The Rector's Christmas Message
December 23, 2020, 12:35 PM

The Rector’s Christmas Message
The Rev. Evelyn Wheeler
December 23, 2020

Why did God come to us as a baby?  The Creator of Everything chose to become human – strange enough – but even more strangely, as a human infant!  The Almighty and Awful Lord of the Universe arrived to a peasant family, who were far from their home, in a nation of people oppressed by Rome!  Why would God choose this way to arrive?

Now, Rome was not the first empire to conquer and rule Israel. Egypt, Babylon, Persia, and Macedonia, had also exercised power over Israel and Judea and Galilee and all the lands of their ancestors.  The children of Abraham had suffered exile, they had suffered famine, and they had suffered political oppression – but here’s the thing – they had survived.  Centuries of foreign rule.  Not only had the people survived, but the faith of Israel also survived.  What an accomplishment!

Even so, the faith had suffered too.  In order to maintain as much as possible of the faith of their ancestors, the religious leaders had “tightened up” on rules and rituals.  The more standardized and regulated these were, the easier it would be for a people under stress to remember and keep them.  This is one reason why the leaders were so upset by John the Baptist and Jesus: they were challenging the value of the rules that had been established for generations, the rules the leaders thought were the warp and woof holding together the fabric of Israel.  Prophets are always uncomfortable people for those in authority.

One might conclude, therefore, that if God wanted things to change, if God wanted the faith of the people to be re-energized and re-imagined, then arriving in a glory of power and majesty would be just the thing to accomplish that end!  Yet, God chose the way of no power and no majesty.  God chose to come through a young woman far from home and family, in a cave or a stable or a humble dwelling (depending on the sources).  Though Jesus’ arrival was hailed by angels, the angels appeared not to Temple leaders in Jerusalem but to shepherds in the fields around a small town some miles away.  Though his arrival was welcomed by wise men, those men were from “the East” – not even fellow Jews.  He was greeted by marginalized people and foreigners. 

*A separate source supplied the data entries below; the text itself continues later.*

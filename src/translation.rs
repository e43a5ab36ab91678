use crate::error::TranslateError;
use crate::i18n::{Language, SOURCE_LANGUAGE};
use serde::{Deserialize, Serialize};
use tracing::{debug, info};

/// Lingo translation request body
#[derive(Debug, Serialize)]
struct TranslationRequest<'a> {
    source_language: &'static str,
    target_language: &'static str,
    text: &'a str,
}

/// Lingo translation response.
///
/// Text arrives under `translated_text`, or `translation` as a fallback.
/// Fields are kept as raw JSON so a non-string value (`null`, a number)
/// in one field does not reject the whole body and the other field can
/// still be used. Empty and non-string values count as absent.
#[derive(Debug, Deserialize)]
struct TranslationResponse {
    #[serde(default)]
    translated_text: Option<serde_json::Value>,
    #[serde(default)]
    translation: Option<serde_json::Value>,
}

impl TranslationResponse {
    fn into_text(self) -> Option<String> {
        [self.translated_text, self.translation]
            .into_iter()
            .flatten()
            .find_map(|value| match value {
                serde_json::Value::String(text) if !text.is_empty() => Some(text),
                _ => None,
            })
    }
}

/// Pull the translated text out of a raw response body.
///
/// Returns `None` for bodies that are not JSON objects, or that carry
/// neither field (or only empty / non-string values).
pub fn extract_translated_text(body: &str) -> Option<String> {
    let value: serde_json::Value = serde_json::from_str(body).ok()?;
    // Derived struct deserialization would also accept a JSON array
    if !value.is_object() {
        return None;
    }
    serde_json::from_value::<TranslationResponse>(value)
        .ok()?
        .into_text()
}

/// Translate `text` from English to `target_language`.
///
/// Performs exactly one POST; there is no retry. Returns the translated
/// text on success.
pub async fn translate_text(
    client: &reqwest::Client,
    api_url: &str,
    api_key: &str,
    text: &str,
    target_language: Language,
) -> Result<String, TranslateError> {
    let request = TranslationRequest {
        source_language: SOURCE_LANGUAGE,
        target_language: target_language.code(),
        text,
    };

    debug!(
        "POST {} ({} -> {}, {} bytes)",
        api_url,
        SOURCE_LANGUAGE,
        target_language.code(),
        text.len()
    );

    let response = client
        .post(api_url)
        .header("Authorization", format!("Bearer {}", api_key))
        .header("Content-Type", "application/json")
        .json(&request)
        .send()
        .await
        .map_err(TranslateError::transport)?;

    let status = response.status();
    let body = response
        .text()
        .await
        .map_err(TranslateError::transport)?;

    let translated = if status.is_success() {
        extract_translated_text(&body)
    } else {
        None
    };

    match translated {
        Some(translated) => {
            info!(
                "Received {} bytes of {} translation",
                translated.len(),
                target_language.name()
            );
            Ok(translated)
        }
        None => {
            debug!("Translation service returned no usable text ({})", status);
            Err(TranslateError::InvalidResponse {
                status: status.as_u16(),
                code: target_language.code().to_string(),
                body,
            })
        }
    }
}

#[cfg(test)]
mod tests {
    use super::*;
    use wiremock::{
        matchers::{body_json, header, method, path},
        Mock, MockServer, ResponseTemplate,
    };

    fn hindi() -> Language {
        Language::from_code("hi").unwrap()
    }

    // ==================== Request Structure Tests ====================

    #[test]
    fn test_translation_request_serialization() {
        let request = TranslationRequest {
            source_language: SOURCE_LANGUAGE,
            target_language: "hi",
            text: "MIT License\n\"quoted\"",
        };

        let json = serde_json::to_value(&request).expect("Should serialize");
        assert_eq!(
            json,
            serde_json::json!({
                "source_language": "en-US",
                "target_language": "hi",
                "text": "MIT License\n\"quoted\""
            })
        );
    }

    // ==================== Response Extraction Tests ====================

    #[test]
    fn test_extract_primary_field() {
        let text = extract_translated_text(r#"{"translated_text": "नमस्ते"}"#);
        assert_eq!(text.as_deref(), Some("नमस्ते"));
    }

    #[test]
    fn test_extract_fallback_field() {
        let text = extract_translated_text(r#"{"translation": "Bonjour"}"#);
        assert_eq!(text.as_deref(), Some("Bonjour"));
    }

    #[test]
    fn test_primary_field_wins() {
        let text = extract_translated_text(r#"{"translated_text": "a", "translation": "b"}"#);
        assert_eq!(text.as_deref(), Some("a"));
    }

    #[test]
    fn test_empty_primary_falls_back() {
        let text = extract_translated_text(r#"{"translated_text": "", "translation": "b"}"#);
        assert_eq!(text.as_deref(), Some("b"));
    }

    #[test]
    fn test_extract_missing_fields() {
        assert_eq!(extract_translated_text("{}"), None);
        assert_eq!(extract_translated_text(r#"{"error": "bad key"}"#), None);
    }

    #[test]
    fn test_extract_empty_values() {
        assert_eq!(
            extract_translated_text(r#"{"translated_text": "", "translation": ""}"#),
            None
        );
    }

    #[test]
    fn test_extract_non_string_values() {
        assert_eq!(extract_translated_text(r#"{"translated_text": 42}"#), None);
        assert_eq!(extract_translated_text(r#"{"translation": null}"#), None);
    }

    #[test]
    fn test_non_string_primary_falls_back() {
        let text = extract_translated_text(r#"{"translated_text": null, "translation": "Bonjour"}"#);
        assert_eq!(text.as_deref(), Some("Bonjour"));

        let text = extract_translated_text(r#"{"translated_text": 42, "translation": "Hallo"}"#);
        assert_eq!(text.as_deref(), Some("Hallo"));
    }

    #[test]
    fn test_extract_not_json() {
        assert_eq!(extract_translated_text("<html>Bad Gateway</html>"), None);
        assert_eq!(extract_translated_text(""), None);
        assert_eq!(extract_translated_text(r#"["translated_text"]"#), None);
    }

    // ==================== Integration Tests with Wiremock ====================

    #[tokio::test]
    async fn test_translate_text_success() {
        let mock_server = MockServer::start().await;

        Mock::given(method("POST"))
            .and(path("/v1/translate"))
            .and(header("Authorization", "Bearer test-lingo-key"))
            .and(header("Content-Type", "application/json"))
            .and(body_json(serde_json::json!({
                "source_language": "en-US",
                "target_language": "hi",
                "text": "Hello"
            })))
            .respond_with(
                ResponseTemplate::new(200)
                    .set_body_json(serde_json::json!({ "translated_text": "नमस्ते" })),
            )
            .expect(1)
            .mount(&mock_server)
            .await;

        let client = reqwest::Client::new();
        let url = format!("{}/v1/translate", mock_server.uri());

        let result = translate_text(&client, &url, "test-lingo-key", "Hello", hindi())
            .await
            .expect("Should succeed");

        assert_eq!(result, "नमस्ते");
    }

    #[tokio::test]
    async fn test_translate_text_empty_object() {
        let mock_server = MockServer::start().await;

        Mock::given(method("POST"))
            .respond_with(ResponseTemplate::new(200).set_body_string("{}"))
            .mount(&mock_server)
            .await;

        let client = reqwest::Client::new();
        let result = translate_text(&client, &mock_server.uri(), "key", "Hello", hindi()).await;

        match result {
            Err(TranslateError::InvalidResponse { status, code, body }) => {
                assert_eq!(status, 200);
                assert_eq!(code, "hi");
                assert_eq!(body, "{}");
            }
            other => panic!("Expected InvalidResponse, got {:?}", other),
        }
    }

    #[tokio::test]
    async fn test_translate_text_api_error() {
        let mock_server = MockServer::start().await;

        Mock::given(method("POST"))
            .respond_with(
                ResponseTemplate::new(401)
                    .set_body_json(serde_json::json!({ "translated_text": "ignored" })),
            )
            .mount(&mock_server)
            .await;

        let client = reqwest::Client::new();
        let result = translate_text(&client, &mock_server.uri(), "bad-key", "Hello", hindi()).await;

        let message = result.unwrap_err().to_string();
        assert!(message.contains("HTTP 401"));
        assert!(message.contains("ignored"));
    }

    #[tokio::test]
    async fn test_translate_text_connection_refused() {
        let client = reqwest::Client::new();

        // Nothing listens on port 1
        let result = translate_text(&client, "http://127.0.0.1:1/", "key", "Hello", hindi()).await;

        match result {
            Err(err @ TranslateError::Transport { .. }) => {
                let message = err.to_string();
                assert!(message.contains("working internet connection"));
                // The OS-level cause is shown, not just reqwest's top level
                assert!(message.to_lowercase().contains("connection refused"));
            }
            other => panic!("Expected Transport, got {:?}", other),
        }
    }
}
use anyhow::Result;
use license_translator::{cli, config::Config};
use std::process::ExitCode;
use tracing_subscriber::EnvFilter;

#[tokio::main]
async fn main() -> Result<ExitCode> {
    // Load .env file (real environment variables take precedence)
    let _ = dotenvy::dotenv();

    // Initialize logging on stderr; stdout carries only translated text
    tracing_subscriber::fmt()
        .with_writer(std::io::stderr)
        .with_env_filter(
            EnvFilter::try_from_default_env()
                .or_else(|_| EnvFilter::try_new("license_translator=warn"))?,
        )
        .init();

    let config = Config::from_env();
    let args: Vec<String> = std::env::args().skip(1).collect();

    let status = cli::execute(&args, &config, &mut std::io::stdout(), &mut std::io::stderr()).await;

    Ok(ExitCode::from(status))
}
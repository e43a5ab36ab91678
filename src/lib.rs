pub mod cli;
pub mod config;
pub mod error;
pub mod i18n;
pub mod translation;
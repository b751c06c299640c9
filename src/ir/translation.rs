//! Intermediate representation of translations

use std::collections::HashMap;

/// One flattened translation key with its value per language.
#[derive(Debug, Clone, PartialEq, Eq)]
pub struct TranslationEntry {
    /// Full key, nested segments joined by the key separator.
    pub key: String,

    /// Language code -> translated text.
    pub values: HashMap<String, String>,
}

impl TranslationEntry {
    #[must_use]
    pub fn value(&self, language: &str) -> Option<&str> {
        self.values.get(language).map(String::as_str)
    }
}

God chose to come without power to those without power.  God chose to come as an infant, not a majestic messiah-king. 

Why?

What lessons might we learn from this small fact, this simple beginning, this awkward and unlikely, uninviting, uninspiring, and inauspicious entry into the world we call our lives?

Maybe because it’s easier to love a baby?  Maybe because it’s because God wants us to know that God knows what it’s like to be human?  Maybe because the story, even if unlikely, is so compelling that centuries after the events took place, we still remember it?

Maybe because we can identify with a baby, a young boy, a young man, growing and learning and studying and striving and puzzling things out as he matures, and we might do the same?

Maybe because God has humbled God’s own being to show us that being humble is to be valued?  To be poor, to be powerless, to be outside, to be different – all these things that Jesus was – are things it is not bad to be, not failure to be, and not to be dismissed or despised in those we meet. Those who are, are truly and deeply valued by God, even if not by the world’s standards and perceptions.

I invite you to ponder these things, as Mary did, in your hearts.

And as you ponder, ask yourselves, do you value the people that God values?  Do you remember the poor, the captive, the orphan, the imprisoned, the sick, the humble, the powerless, the alien, the oppressed?  Do you strive to share the blessings you have received with those around you? 

I know these are anxious times.  We have suffered losses – including the ways in which we are used to worship, and the company of friends and family.  We miss the old days when it was safe to venture forth, to enjoy dinners in restaurants, to travel and see the sites, to gather together for concerts and football games and backyard barbeques.  We don’t like masking up, we don’t like not shaking hands or not hugging.  We feel constricted and confined and, in many ways, pretty powerless to do anything about it.  We feel sad.  We feel assailed and attacked by the virus. 

But humankind has lived through hard times before.  And like the people of Israel pressed under the Roman boot-heels, people of faith have always found a way to make it through losses and grief and war and pestilence.  And those who helped one another have always managed better.  We are likewise people of faith.  We are likewise well able to help each other out.  We will get through this.  We may even come out transformed. 

Since God chose to come as powerless, yet changed the history of the world, rest assured that God can work in us, even here in Madison and the surrounding towns and country-side, God can work in us miracles of regeneration and hope.  Though perhaps hope seems small as a new infant child caught in a cruel world, we can remember God was present in that child, and God is present with us.  Emmanuel – God With Us – is calling us to hope.

May the blessings brought to the world by the infant Jesus brighten your days and your spirits.  Merry Christmas!